* **Brief**: Read the records and gather each line that includes "TableFormatter".

Records provided below:

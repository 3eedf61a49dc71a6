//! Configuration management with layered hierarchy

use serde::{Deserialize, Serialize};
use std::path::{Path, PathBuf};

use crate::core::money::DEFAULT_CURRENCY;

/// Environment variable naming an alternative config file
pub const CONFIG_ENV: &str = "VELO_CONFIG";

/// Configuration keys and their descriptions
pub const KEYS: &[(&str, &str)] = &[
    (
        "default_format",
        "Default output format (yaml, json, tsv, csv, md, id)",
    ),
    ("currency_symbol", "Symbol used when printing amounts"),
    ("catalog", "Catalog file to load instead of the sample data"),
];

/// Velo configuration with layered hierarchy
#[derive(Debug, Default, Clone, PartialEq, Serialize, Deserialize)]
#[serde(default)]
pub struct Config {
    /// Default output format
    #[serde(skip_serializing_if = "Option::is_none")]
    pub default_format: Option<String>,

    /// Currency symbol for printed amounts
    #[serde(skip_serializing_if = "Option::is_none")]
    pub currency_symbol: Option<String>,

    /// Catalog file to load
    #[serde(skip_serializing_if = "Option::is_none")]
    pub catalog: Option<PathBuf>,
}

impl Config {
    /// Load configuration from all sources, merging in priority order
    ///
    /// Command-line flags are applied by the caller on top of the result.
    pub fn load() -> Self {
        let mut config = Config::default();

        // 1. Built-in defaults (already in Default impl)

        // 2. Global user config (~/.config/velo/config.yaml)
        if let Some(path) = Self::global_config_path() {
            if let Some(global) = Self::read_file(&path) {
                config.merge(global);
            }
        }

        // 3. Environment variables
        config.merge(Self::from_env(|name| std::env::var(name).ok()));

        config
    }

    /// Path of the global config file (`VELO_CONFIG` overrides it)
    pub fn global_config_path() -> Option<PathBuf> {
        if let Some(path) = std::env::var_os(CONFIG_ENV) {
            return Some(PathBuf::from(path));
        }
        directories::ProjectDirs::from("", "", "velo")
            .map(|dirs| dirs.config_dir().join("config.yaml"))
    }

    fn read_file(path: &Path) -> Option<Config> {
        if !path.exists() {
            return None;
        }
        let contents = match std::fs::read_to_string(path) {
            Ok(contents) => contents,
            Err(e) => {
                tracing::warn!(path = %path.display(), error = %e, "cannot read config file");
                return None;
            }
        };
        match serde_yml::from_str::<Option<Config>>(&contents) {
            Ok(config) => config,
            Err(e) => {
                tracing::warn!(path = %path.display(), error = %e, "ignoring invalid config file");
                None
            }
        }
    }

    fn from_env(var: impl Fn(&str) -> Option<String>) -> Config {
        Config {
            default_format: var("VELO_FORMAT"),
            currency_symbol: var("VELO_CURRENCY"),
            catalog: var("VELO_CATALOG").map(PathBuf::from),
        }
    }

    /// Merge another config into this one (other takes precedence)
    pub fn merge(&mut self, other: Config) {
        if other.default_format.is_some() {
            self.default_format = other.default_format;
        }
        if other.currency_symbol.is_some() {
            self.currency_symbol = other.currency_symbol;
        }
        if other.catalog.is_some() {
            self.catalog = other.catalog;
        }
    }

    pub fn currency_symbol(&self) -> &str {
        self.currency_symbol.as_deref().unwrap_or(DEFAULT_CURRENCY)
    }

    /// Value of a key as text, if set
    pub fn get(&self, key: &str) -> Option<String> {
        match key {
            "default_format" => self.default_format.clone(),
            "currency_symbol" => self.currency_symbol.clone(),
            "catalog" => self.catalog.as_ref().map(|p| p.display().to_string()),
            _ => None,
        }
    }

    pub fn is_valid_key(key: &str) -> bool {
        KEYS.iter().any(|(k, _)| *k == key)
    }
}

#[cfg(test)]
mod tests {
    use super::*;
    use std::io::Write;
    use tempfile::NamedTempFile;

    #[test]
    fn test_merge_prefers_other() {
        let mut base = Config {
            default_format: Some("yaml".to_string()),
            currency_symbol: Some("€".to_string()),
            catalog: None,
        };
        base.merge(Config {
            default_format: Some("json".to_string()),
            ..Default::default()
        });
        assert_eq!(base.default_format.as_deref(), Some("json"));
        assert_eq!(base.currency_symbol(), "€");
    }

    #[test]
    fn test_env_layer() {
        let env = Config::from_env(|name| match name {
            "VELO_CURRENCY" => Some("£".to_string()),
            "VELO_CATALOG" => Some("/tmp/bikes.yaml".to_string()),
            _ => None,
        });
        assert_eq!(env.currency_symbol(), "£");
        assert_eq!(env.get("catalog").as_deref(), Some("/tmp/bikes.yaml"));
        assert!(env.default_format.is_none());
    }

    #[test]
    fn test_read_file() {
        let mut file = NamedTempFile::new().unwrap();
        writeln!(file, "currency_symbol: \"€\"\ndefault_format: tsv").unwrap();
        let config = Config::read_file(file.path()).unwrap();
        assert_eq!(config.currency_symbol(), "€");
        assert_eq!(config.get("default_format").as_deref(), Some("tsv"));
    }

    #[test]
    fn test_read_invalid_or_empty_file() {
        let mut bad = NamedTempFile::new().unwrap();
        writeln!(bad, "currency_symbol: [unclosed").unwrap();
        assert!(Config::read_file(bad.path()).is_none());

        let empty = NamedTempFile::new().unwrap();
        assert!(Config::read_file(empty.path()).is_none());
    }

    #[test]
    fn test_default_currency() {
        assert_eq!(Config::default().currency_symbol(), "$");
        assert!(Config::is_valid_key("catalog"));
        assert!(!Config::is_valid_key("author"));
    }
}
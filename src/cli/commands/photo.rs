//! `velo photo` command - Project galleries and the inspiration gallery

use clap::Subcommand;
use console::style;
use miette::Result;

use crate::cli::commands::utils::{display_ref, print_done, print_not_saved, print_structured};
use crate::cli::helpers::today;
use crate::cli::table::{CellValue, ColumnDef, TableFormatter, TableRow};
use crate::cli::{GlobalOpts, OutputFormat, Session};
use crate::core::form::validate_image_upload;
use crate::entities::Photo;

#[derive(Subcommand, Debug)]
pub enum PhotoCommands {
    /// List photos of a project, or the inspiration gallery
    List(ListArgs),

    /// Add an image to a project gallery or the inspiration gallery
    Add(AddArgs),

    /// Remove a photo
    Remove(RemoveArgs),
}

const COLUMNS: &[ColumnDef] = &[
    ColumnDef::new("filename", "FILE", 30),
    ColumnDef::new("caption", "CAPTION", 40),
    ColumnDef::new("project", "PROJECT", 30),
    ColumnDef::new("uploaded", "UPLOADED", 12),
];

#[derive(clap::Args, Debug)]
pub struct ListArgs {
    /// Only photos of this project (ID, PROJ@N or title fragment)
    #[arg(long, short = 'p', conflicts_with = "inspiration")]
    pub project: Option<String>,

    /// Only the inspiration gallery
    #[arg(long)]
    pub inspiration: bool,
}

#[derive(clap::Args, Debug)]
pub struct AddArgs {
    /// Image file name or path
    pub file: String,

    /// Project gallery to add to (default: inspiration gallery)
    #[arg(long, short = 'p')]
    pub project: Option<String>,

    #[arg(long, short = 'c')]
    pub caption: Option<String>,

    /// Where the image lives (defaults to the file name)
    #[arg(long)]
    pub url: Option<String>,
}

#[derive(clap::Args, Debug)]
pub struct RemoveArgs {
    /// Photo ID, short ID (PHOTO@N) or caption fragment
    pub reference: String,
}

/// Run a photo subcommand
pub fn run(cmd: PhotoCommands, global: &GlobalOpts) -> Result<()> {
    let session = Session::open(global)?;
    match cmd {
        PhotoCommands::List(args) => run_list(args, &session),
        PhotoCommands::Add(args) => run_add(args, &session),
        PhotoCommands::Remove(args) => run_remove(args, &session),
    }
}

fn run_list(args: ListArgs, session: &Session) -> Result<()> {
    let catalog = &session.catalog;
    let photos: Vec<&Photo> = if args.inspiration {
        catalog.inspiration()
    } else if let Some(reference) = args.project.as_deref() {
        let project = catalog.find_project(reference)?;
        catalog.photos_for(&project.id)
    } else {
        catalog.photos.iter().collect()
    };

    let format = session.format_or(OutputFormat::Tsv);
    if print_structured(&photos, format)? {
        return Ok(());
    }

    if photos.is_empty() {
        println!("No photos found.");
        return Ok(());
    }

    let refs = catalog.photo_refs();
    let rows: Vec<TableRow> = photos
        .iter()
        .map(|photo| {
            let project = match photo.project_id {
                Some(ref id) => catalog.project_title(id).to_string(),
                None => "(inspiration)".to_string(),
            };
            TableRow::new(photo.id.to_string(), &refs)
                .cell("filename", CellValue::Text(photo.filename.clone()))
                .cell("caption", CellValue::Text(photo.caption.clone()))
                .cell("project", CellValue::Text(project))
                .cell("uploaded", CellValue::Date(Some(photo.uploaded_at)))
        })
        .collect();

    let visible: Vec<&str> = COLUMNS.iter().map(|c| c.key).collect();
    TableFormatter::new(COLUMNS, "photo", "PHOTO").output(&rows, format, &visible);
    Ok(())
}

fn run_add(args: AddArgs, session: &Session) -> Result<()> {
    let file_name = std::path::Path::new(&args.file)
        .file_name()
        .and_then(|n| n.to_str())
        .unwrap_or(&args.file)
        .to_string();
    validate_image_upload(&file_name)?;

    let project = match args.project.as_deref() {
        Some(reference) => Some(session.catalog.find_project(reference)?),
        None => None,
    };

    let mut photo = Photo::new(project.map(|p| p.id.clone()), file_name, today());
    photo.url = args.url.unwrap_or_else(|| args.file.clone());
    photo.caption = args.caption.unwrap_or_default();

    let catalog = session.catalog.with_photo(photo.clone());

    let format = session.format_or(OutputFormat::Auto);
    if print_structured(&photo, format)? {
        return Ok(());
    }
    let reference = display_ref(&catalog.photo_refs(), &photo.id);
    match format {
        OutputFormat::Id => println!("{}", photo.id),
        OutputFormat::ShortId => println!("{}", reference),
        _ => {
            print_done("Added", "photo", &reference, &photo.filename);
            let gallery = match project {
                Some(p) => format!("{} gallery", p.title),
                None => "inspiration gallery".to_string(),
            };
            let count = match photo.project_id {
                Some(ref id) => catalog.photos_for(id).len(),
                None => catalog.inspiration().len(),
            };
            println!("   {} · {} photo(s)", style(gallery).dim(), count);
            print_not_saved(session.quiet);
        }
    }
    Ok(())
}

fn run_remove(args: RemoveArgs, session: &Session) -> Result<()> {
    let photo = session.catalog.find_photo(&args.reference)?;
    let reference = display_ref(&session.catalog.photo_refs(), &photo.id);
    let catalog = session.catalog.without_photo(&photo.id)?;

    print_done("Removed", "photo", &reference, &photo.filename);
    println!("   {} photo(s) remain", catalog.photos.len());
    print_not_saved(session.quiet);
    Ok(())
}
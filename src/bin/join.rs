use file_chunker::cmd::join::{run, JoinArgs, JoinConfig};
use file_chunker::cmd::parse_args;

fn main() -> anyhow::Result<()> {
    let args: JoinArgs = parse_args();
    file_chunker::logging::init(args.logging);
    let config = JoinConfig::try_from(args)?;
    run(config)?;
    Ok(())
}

End of Records provided.

* **Solution for this exercise**:
use crate::cli::table::{CellValue, ColumnDef, TableFormatter, TableRow};
    TableFormatter::new(COLUMNS, "photo", "PHOTO").output(&rows, format, &visible);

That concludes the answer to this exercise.